TASK BRIEF: The data below holds a line containing "filename crates/pvs-link-cli/src/commands/pcs.rs" and a line containing "let settings = PcsSettings"; please quote exactly those two lines and every line between them, and nothing else.

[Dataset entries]
--------------------------------------------------

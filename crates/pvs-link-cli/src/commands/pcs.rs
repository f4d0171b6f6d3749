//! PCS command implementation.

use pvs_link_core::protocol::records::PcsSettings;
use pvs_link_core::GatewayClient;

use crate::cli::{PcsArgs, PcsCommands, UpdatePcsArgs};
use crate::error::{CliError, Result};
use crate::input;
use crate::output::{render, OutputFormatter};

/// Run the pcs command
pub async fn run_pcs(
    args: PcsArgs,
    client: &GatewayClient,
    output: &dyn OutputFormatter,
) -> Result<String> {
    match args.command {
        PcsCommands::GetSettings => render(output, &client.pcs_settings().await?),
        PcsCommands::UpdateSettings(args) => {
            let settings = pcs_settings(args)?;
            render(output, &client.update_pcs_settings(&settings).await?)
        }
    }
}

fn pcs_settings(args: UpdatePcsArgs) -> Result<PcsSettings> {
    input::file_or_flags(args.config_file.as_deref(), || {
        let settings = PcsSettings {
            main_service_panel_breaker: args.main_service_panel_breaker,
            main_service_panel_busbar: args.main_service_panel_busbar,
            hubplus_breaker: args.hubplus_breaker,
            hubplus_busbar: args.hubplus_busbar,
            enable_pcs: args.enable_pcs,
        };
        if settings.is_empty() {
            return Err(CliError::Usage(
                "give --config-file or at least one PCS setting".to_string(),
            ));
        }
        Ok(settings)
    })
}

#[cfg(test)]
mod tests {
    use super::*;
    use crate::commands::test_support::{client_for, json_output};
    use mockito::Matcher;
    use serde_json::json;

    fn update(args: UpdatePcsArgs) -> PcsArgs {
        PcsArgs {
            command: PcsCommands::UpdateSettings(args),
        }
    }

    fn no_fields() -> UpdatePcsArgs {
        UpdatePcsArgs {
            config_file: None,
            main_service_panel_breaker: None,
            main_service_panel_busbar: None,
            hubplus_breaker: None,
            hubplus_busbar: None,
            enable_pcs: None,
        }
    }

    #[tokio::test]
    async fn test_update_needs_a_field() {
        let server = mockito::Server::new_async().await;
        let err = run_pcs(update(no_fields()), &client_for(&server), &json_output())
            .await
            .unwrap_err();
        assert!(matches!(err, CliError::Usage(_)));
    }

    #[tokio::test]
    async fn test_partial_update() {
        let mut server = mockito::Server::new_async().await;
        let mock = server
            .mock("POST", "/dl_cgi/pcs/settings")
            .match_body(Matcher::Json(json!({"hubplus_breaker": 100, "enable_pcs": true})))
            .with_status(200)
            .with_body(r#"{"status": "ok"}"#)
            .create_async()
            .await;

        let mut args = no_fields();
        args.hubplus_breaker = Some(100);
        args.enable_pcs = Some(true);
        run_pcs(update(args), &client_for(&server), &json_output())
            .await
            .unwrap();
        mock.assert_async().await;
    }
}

--------------------------------------------------

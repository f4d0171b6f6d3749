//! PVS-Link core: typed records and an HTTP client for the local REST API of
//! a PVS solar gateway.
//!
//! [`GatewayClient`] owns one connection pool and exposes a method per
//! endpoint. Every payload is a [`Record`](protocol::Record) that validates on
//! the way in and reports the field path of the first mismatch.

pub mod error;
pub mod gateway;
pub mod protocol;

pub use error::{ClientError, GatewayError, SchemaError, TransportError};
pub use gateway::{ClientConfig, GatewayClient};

--------------------------------------------------

RESULT OF THIS EXERCISE:
filename crates/pvs-link-cli/src/commands/pcs.rs
repository f4d0171b6f6d3749
//! PCS command implementation.

use pvs_link_core::protocol::records::PcsSettings;
use pvs_link_core::GatewayClient;

use crate::cli::{PcsArgs, PcsCommands, UpdatePcsArgs};
use crate::error::{CliError, Result};
use crate::input;
use crate::output::{render, OutputFormatter};

/// Run the pcs command
pub async fn run_pcs(
    args: PcsArgs,
    client: &GatewayClient,
    output: &dyn OutputFormatter,
) -> Result<String> {
    match args.command {
        PcsCommands::GetSettings => render(output, &client.pcs_settings().await?),
        PcsCommands::UpdateSettings(args) => {
            let settings = pcs_settings(args)?;
            render(output, &client.update_pcs_settings(&settings).await?)
        }
    }
}

fn pcs_settings(args: UpdatePcsArgs) -> Result<PcsSettings> {
    input::file_or_flags(args.config_file.as_deref(), || {
        let settings = PcsSettings {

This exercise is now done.